How far the mighty have fallen. And how quickly, too.
It wasn’t that long ago - just a scant two weeks ago - Chicago Cub baseball was on cruise control. Entering the All-Star break, the Cubs were tied with the Los Angeles Angels for the best record in baseball, and seemingly on a path straight to the post season.
The Angels are still there. For the Cubs it’s been a heckuva journey. Somewhere between taking three of four from San Francisco and today the yellow brick road got strewn with obstacles. Enough so, instead of a grounds crew, the Chicago Cubs could use road maintenance to clean up the mess.
Even the trade for Rich Harden and Chad Gaudin has failed to produce a positive result. Poor Harden. In three starts, today being his latest, the right-hander has allowed two earned runs while striking out 30 batters in 171/3 innings. For his efforts, Hardin is 0-1.

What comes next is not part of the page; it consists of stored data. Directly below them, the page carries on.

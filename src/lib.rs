//! coverkit is the core of a cover designer: place an uploaded image, overlay
//! simple shapes, and export a flattened PNG.
//!
//! # Pipeline overview
//!
//! 1. **Edit**: [`EditorCommand`]s (or direct setters) mutate an [`EditorSession`]
//! 2. **Compile**: `EditorSession -> RenderPlan` (image layer, then shapes in list order)
//! 3. **Render**: `RenderPlan -> FrameRGBA` on the CPU backend
//! 4. **Export**: `FrameRGBA -> PNG`, as bytes, a data URI, or `cover-design.png` on disk
//!
//! All state lives in the session; render and export only borrow it.
//!
//! ```no_run
//! use coverkit::{EditorCommand, EditorSession, ShapeType, export};
//!
//! let mut session = EditorSession::default();
//! session.upload(&std::fs::read("photo.jpg")?)?;
//! session.apply(&EditorCommand::SetScale { scale: 2.0 })?;
//! session.apply(&EditorCommand::AddShape { shape: ShapeType::Circle })?;
//! export(&session)?.write_to(".")?;
//! # Ok::<(), Box<dyn std::error::Error>>(())
//! ```
#![forbid(unsafe_code)]

mod assets;
mod config;
mod document;
mod editor;
mod export;
mod foundation;
mod render;

pub use assets::decode::{DecodedImage, decode_image};
pub use config::{DEFAULT_EXPORT_FILE_NAME, EditorConfig, GuideCircle, ShapeDefaults};
pub use document::{DesignDocument, ImageSource, ShapeSpec};
pub use editor::commands::{CommandOutcome, EditorCommand};
pub use editor::image::ImageState;
pub use editor::session::{EditorSession, UploadTicket};
pub use editor::shapes::{Shape, ShapeField, ShapeId, ShapeKind, ShapeList, ShapeType};
pub use export::{Export, encode_png, ensure_parent_dir, export, export_with};
pub use foundation::core::{Affine, BezPath, Placement, Point, Rect, StageConfig, Vec2};
pub use foundation::error::{CoverError, CoverResult};
pub use render::cpu::CpuBackend;
pub use render::pipeline::{render_frame, render_preview};
pub use render::plan::{CircleCutout, ClipMask, DrawOp, RenderPlan, RenderSettings, compile_scene};
pub use render::{FrameRGBA, RenderBackend};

The biggest and most obvious reason behind the Cubs mid-season stumble has been the silence of the bats. Since resuming play from the All-Star break Chicago hitter have produced 33 runs in nine games, 25 of those coming in three of those.
“If we continue to swing the bats like this the rest of the year, we ain’t going to win that many,” manager Lou Piniella said. “I’m sure we’re going to come out of this, but let’s come out of it sooner than later.”
Piniella and first base coach Matt Sinatro added flair to the slide when both were tossed from Saturday’s game for disputing a call in the ninth inning. Instant replays neither confirmed nor denied whether either had a legitimate beef.
But it was clear the Cubs are starting to show their frustration. After dropping two consecutive games to the Florida Marlins on late-inning rallies, Chicago gets another chance today at the fish.
Let’s hope they don’t choke.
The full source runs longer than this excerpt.